DIRECTIONS FOR THIS TASK
Look below for the line that has "pub trait GenerativeModel: Send". Set down the lines from there through the line that has "usage.prompt_token_count, usage.candidates_token_count", exactly as written.

MATERIAL SHOWN
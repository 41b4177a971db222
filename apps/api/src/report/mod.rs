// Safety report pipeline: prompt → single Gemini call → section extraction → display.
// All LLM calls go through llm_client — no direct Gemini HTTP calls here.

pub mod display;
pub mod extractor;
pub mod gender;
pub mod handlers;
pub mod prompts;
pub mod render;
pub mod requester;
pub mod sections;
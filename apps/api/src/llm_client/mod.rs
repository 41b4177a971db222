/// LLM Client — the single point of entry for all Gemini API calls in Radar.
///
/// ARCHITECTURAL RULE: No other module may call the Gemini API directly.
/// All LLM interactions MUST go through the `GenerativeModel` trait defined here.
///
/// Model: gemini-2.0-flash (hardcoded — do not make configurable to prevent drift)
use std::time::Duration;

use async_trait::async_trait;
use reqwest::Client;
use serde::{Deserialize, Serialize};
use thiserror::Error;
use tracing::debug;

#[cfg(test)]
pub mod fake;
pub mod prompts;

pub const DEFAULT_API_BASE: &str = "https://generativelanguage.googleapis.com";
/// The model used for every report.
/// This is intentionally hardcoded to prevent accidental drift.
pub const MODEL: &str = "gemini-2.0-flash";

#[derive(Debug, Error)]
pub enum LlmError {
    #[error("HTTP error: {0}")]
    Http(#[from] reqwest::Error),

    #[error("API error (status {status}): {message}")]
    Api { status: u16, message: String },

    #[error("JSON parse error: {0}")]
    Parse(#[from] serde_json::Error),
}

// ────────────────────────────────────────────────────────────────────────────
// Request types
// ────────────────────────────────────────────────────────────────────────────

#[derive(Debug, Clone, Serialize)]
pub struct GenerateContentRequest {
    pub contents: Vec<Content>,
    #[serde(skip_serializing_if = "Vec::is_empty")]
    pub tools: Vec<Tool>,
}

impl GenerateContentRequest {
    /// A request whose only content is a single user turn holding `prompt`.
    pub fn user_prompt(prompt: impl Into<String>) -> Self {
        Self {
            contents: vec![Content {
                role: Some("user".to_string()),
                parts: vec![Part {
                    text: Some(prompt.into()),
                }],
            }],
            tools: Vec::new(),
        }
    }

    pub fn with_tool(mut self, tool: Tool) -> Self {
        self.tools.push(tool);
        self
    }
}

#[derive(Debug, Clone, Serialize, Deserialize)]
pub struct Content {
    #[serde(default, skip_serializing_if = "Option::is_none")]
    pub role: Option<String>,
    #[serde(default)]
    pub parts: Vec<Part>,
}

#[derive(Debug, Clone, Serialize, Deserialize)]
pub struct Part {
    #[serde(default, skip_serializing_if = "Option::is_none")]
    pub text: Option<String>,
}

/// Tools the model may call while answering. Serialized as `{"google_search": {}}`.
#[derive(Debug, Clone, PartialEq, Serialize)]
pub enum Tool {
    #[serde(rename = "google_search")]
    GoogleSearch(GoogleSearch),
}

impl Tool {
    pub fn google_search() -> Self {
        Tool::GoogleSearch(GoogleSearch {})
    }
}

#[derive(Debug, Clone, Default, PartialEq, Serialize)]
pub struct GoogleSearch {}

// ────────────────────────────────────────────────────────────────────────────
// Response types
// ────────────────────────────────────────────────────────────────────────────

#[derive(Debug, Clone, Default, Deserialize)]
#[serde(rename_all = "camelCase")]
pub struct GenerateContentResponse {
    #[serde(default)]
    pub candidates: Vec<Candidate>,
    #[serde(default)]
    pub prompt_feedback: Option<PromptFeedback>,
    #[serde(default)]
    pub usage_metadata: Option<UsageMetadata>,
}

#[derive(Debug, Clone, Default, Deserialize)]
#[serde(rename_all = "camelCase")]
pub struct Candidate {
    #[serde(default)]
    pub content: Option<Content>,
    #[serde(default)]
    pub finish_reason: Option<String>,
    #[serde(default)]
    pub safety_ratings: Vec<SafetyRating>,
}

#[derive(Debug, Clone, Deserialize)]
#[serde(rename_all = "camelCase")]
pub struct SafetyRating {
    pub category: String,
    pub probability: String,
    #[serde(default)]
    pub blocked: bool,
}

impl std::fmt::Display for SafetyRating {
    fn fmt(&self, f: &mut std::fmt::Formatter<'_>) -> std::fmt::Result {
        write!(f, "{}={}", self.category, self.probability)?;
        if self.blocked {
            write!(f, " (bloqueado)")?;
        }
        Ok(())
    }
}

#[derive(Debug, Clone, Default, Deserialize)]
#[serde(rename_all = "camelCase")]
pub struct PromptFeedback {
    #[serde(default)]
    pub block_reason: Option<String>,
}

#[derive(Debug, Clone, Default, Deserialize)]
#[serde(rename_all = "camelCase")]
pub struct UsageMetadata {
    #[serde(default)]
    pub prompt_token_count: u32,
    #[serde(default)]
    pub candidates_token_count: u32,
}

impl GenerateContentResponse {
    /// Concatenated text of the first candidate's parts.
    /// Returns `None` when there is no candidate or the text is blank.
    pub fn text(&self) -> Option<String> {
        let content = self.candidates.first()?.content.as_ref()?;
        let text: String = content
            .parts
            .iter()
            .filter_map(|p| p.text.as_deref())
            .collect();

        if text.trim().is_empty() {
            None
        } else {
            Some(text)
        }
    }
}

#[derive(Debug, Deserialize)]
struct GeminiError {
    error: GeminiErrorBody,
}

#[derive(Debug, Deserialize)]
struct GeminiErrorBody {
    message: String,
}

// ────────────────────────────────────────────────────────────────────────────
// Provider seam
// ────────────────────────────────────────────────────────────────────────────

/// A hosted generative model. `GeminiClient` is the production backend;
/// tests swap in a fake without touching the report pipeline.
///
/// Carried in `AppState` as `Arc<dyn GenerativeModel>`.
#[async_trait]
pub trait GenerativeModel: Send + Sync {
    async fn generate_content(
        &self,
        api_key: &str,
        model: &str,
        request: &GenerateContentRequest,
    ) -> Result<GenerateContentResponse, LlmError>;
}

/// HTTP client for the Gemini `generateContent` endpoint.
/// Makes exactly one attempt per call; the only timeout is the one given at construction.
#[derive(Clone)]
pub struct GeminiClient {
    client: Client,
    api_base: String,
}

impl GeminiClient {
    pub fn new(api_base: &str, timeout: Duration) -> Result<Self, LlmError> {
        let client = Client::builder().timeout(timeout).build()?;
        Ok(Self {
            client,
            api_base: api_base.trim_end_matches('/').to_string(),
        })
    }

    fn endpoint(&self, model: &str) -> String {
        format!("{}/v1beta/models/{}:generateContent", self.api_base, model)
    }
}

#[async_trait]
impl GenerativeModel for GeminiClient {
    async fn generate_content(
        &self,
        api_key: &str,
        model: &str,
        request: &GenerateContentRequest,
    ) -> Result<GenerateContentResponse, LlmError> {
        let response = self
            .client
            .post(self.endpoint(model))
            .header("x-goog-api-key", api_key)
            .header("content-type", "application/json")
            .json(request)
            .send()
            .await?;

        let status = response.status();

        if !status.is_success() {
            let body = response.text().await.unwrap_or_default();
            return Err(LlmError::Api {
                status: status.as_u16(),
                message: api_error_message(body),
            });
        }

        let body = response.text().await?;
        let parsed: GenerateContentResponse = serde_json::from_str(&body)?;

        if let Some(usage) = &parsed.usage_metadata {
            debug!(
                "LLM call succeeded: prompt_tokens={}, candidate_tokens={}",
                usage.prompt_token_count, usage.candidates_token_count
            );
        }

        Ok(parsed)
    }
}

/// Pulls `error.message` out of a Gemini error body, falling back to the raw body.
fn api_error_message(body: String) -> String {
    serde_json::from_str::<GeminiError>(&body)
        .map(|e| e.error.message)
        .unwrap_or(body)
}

FINISHED EXERCISE
pub trait GenerativeModel: Send + Sync {
    async fn generate_content(
        &self,
        api_key: &str,
        model: &str,
        request: &GenerateContentRequest,
    ) -> Result<GenerateContentResponse, LlmError>;
}

/// HTTP client for the Gemini `generateContent` endpoint.
/// Makes exactly one attempt per call; the only timeout is the one given at construction.
#[derive(Clone)]
pub struct GeminiClient {
    client: Client,
    api_base: String,
}

impl GeminiClient {
    pub fn new(api_base: &str, timeout: Duration) -> Result<Self, LlmError> {
        let client = Client::builder().timeout(timeout).build()?;
        Ok(Self {
            client,
            api_base: api_base.trim_end_matches('/').to_string(),
        })
    }

    fn endpoint(&self, model: &str) -> String {
        format!("{}/v1beta/models/{}:generateContent", self.api_base, model)
    }
}

#[async_trait]
impl GenerativeModel for GeminiClient {
    async fn generate_content(
        &self,
        api_key: &str,
        model: &str,
        request: &GenerateContentRequest,
    ) -> Result<GenerateContentResponse, LlmError> {
        let response = self
            .client
            .post(self.endpoint(model))
            .header("x-goog-api-key", api_key)
            .header("content-type", "application/json")
            .json(request)
            .send()
            .await?;

        let status = response.status();

        if !status.is_success() {
            let body = response.text().await.unwrap_or_default();
            return Err(LlmError::Api {
                status: status.as_u16(),
                message: api_error_message(body),
            });
        }

        let body = response.text().await?;
        let parsed: GenerateContentResponse = serde_json::from_str(&body)?;

        if let Some(usage) = &parsed.usage_metadata {
            debug!(
                "LLM call succeeded: prompt_tokens={}, candidate_tokens={}",
                usage.prompt_token_count, usage.candidates_token_count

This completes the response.